Start of PROVIDED DATA
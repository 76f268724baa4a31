use std::collections::{BTreeSet, HashMap};
use std::path::Path;
use std::sync::Arc;

use arrow_array::{Float32Array, Int32Array, RecordBatch, RecordBatchIterator, StringArray};
use futures::TryStreamExt;
use lancedb::query::{ExecutableQuery, QueryBase, Select};
use lancedb::{Connection, DistanceType, Table};

use docqa_core::error::{Error, Result};
use docqa_core::types::{IndexEntry, IndexStats, RetrievedChunk};

use crate::cache::{self, CacheEntry};
use crate::schema::{build_cache_schema, build_chunks_schema};
use crate::table::{column, ensure_table, open_db, sql_literal, vectors_array};

pub const DEFAULT_TABLE: &str = "pdf_knowledge";
const CACHE_TABLE: &str = "embedding_cache";
const WRITE_BATCH: usize = 1000;

/// Persistent chunk store. One writer at a time; readers may run concurrently.
pub struct VectorIndex {
    conn: Connection,
    table_name: String,
    dim: usize,
}

impl VectorIndex {
    /// Opens (creating if needed) the chunk table at `path` for vectors of `dim`.
    pub async fn open(path: &Path, table_name: &str, dim: usize) -> Result<Self> {
        if dim == 0 {
            return Err(Error::InvalidConfig("vector dimension must be > 0".into()));
        }
        std::fs::create_dir_all(path).map_err(|e| Error::IndexUnavailable(format!("{}: {}", path.display(), e)))?;
        let conn = open_db(&path.to_string_lossy()).await?;
        ensure_table(&conn, table_name, build_chunks_schema(dim as i32)).await?;
        ensure_table(&conn, CACHE_TABLE, build_cache_schema(dim as i32)).await?;
        tracing::info!(path = %path.display(), table = table_name, dim, "vector index opened");
        Ok(Self { conn, table_name: table_name.to_string(), dim })
    }

    pub fn dim(&self) -> usize { self.dim }
    pub fn table_name(&self) -> &str { &self.table_name }

    async fn chunks(&self) -> Result<Table> {
        self.conn.open_table(&self.table_name).execute().await.map_err(Error::index)
    }

    async fn cache(&self) -> Result<Table> {
        self.conn.open_table(CACHE_TABLE).execute().await.map_err(Error::index)
    }

    /// Writes entries, replacing an existing entry with the same id when its
    /// content hash differs.
    pub async fn upsert(&self, entries: &[IndexEntry]) -> Result<()> {
        if entries.is_empty() { return Ok(()); }
        if let Some(bad) = entries.iter().find(|e| e.vector.len() != self.dim) {
            return Err(Error::IndexUnavailable(format!(
                "entry '{}' has {} dims, index expects {}",
                bad.id, bad.vector.len(), self.dim
            )));
        }
        let table = self.chunks().await?;
        for batch in entries.chunks(WRITE_BATCH) {
            let record_batch = self.entries_to_record_batch(batch)?;
            let schema = record_batch.schema();
            let reader = Box::new(RecordBatchIterator::new(vec![Ok(record_batch)].into_iter(), schema));
            let mut mi = table.merge_insert(&["id"]);
            mi.when_matched_update_all(Some("target.content_hash != source.content_hash".to_string()))
                .when_not_matched_insert_all();
            mi.execute(reader).await.map_err(Error::index)?;
        }
        tracing::debug!(count = entries.len(), table = %self.table_name, "upserted entries");
        Ok(())
    }

    fn entries_to_record_batch(&self, entries: &[IndexEntry]) -> Result<RecordBatch> {
        let chunk_indices = entries
            .iter()
            .map(|e| i32::try_from(e.chunk_index).map_err(|_| Error::IndexUnavailable(format!("chunk index {} too large", e.chunk_index))))
            .collect::<Result<Vec<i32>>>()?;
        RecordBatch::try_new(
            build_chunks_schema(self.dim as i32),
            vec![
                Arc::new(StringArray::from_iter_values(entries.iter().map(|e| e.id.as_str()))),
                Arc::new(StringArray::from_iter_values(entries.iter().map(|e| e.document.as_str()))),
                Arc::new(Int32Array::from(chunk_indices)),
                Arc::new(StringArray::from_iter_values(entries.iter().map(|e| e.text.as_str()))),
                Arc::new(StringArray::from_iter_values(entries.iter().map(|e| e.content_hash.as_str()))),
                Arc::new(vectors_array(entries.iter().map(|e| &e.vector), self.dim as i32)),
            ],
        )
        .map_err(Error::index)
    }

    /// The `k` most similar entries by cosine similarity, best first.
    /// Equal scores are ordered by `(document, chunk_index)`, including at
    /// the `k` cutoff: the candidate window widens until the row after the
    /// cutoff scores strictly lower.
    pub async fn search(&self, vector: &[f32], k: usize) -> Result<Vec<RetrievedChunk>> {
        if k == 0 { return Ok(Vec::new()); }
        if vector.len() != self.dim {
            return Err(Error::IndexUnavailable(format!("query has {} dims, index expects {}", vector.len(), self.dim)));
        }
        let table = self.chunks().await?;
        let total = table.count_rows(None).await.map_err(Error::index)?;
        if total == 0 { return Ok(Vec::new()); }

        let mut limit = (k + 1).min(total);
        loop {
            let (mut hits, rows) = self.nearest(&table, vector, limit).await?;
            sort_hits(&mut hits);
            let settled = rows < limit
                || limit >= total
                || hits.len() <= k
                || hits[k].score < hits[k - 1].score;
            if settled {
                hits.truncate(k);
                return Ok(hits);
            }
            limit = (limit * 2).min(total);
        }
    }

    /// Raw nearest-neighbour rows (unsorted) and how many rows came back.
    async fn nearest(&self, table: &Table, vector: &[f32], limit: usize) -> Result<(Vec<RetrievedChunk>, usize)> {
        let mut stream = table
            .vector_search(vector.to_vec())
            .map_err(Error::index)?
            .distance_type(DistanceType::Cosine)
            .limit(limit)
            .execute()
            .await
            .map_err(Error::index)?;
        let mut hits = Vec::new();
        let mut rows = 0;
        while let Some(batch) = stream.try_next().await.map_err(Error::index)? {
            rows += batch.num_rows();
            let ids = column::<StringArray>(&batch, "id")?;
            let documents = column::<StringArray>(&batch, "document")?;
            let indices = column::<Int32Array>(&batch, "chunk_index")?;
            let texts = column::<StringArray>(&batch, "text")?;
            let distances = column::<Float32Array>(&batch, "_distance")?;
            for i in 0..batch.num_rows() {
                let score = 1.0 - distances.value(i);
                if score.is_nan() { continue; }
                hits.push(RetrievedChunk {
                    id: ids.value(i).to_string(),
                    document: documents.value(i).to_string(),
                    chunk_index: indices.value(i).max(0) as usize,
                    text: texts.value(i).to_string(),
                    score,
                });
            }
        }
        Ok((hits, rows))
    }

    pub async fn stats(&self) -> Result<IndexStats> {
        let table = self.chunks().await?;
        let total_chunks = table.count_rows(None).await.map_err(Error::index)?;
        let total_documents = self.documents().await?.len();
        Ok(IndexStats { total_chunks, total_documents })
    }

    /// Distinct document names, sorted.
    pub async fn documents(&self) -> Result<Vec<String>> {
        let table = self.chunks().await?;
        let mut names = BTreeSet::new();
        let mut stream = table
            .query()
            .select(Select::columns(&["document"]))
            .execute()
            .await
            .map_err(Error::index)?;
        while let Some(batch) = stream.try_next().await.map_err(Error::index)? {
            let col = column::<StringArray>(&batch, "document")?;
            for i in 0..batch.num_rows() {
                names.insert(col.value(i).to_string());
            }
        }
        Ok(names.into_iter().collect())
    }

    /// `chunk_index -> content_hash` of the stored entries of `document`.
    pub async fn stored_hashes(&self, document: &str) -> Result<HashMap<usize, String>> {
        let table = self.chunks().await?;
        let mut stream = table
            .query()
            .only_if(format!("document = {}", sql_literal(document)))
            .select(Select::columns(&["chunk_index", "content_hash"]))
            .execute()
            .await
            .map_err(Error::index)?;
        let mut out = HashMap::new();
        while let Some(batch) = stream.try_next().await.map_err(Error::index)? {
            let indices = column::<Int32Array>(&batch, "chunk_index")?;
            let hashes = column::<StringArray>(&batch, "content_hash")?;
            for i in 0..batch.num_rows() {
                out.insert(indices.value(i).max(0) as usize, hashes.value(i).to_string());
            }
        }
        Ok(out)
    }

    /// Current version of the chunk table; bumps on every committed write.
    pub async fn version(&self) -> Result<u64> {
        self.chunks().await?.version().await.map_err(Error::index)
    }

    /// Current version of the embedding cache table.
    pub async fn cache_version(&self) -> Result<u64> {
        self.cache().await?.version().await.map_err(Error::index)
    }

    /// Drops entries of `document` at or beyond `keep`, left over from a
    /// previous, longer version of the document.
    pub async fn prune_document(&self, document: &str, keep: usize) -> Result<()> {
        let table = self.chunks().await?;
        let predicate = format!("document = {} AND chunk_index >= {}", sql_literal(document), keep);
        table.delete(&predicate).await.map_err(Error::index)?;
        Ok(())
    }

    /// Removes every entry and the embedding cache.
    pub async fn clear(&self) -> Result<()> {
        self.chunks().await?.delete("true").await.map_err(Error::index)?;
        self.cache().await?.delete("true").await.map_err(Error::index)?;
        tracing::info!(table = %self.table_name, "index cleared");
        Ok(())
    }

    pub async fn cached_embeddings(&self, embedder_id: &str, hashes: &[String]) -> Result<HashMap<String, Vec<f32>>> {
        cache::get_many(&self.cache().await?, embedder_id, hashes, self.dim).await
    }

    pub async fn cache_embeddings(&self, entries: &[CacheEntry]) -> Result<()> {
        cache::put_many(&self.cache().await?, entries, self.dim).await
    }
}

fn sort_hits(hits: &mut [RetrievedChunk]) {
    hits.sort_by(|a, b| {
        b.score
            .total_cmp(&a.score)
            .then_with(|| a.document.cmp(&b.document))
            .then_with(|| a.chunk_index.cmp(&b.chunk_index))
    });
}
End of PROVIDED DATA
TO DO –
Please give the number of lines above that contain "delete", without any other words.

SOLUTION FOR THIS PROBLEM –
3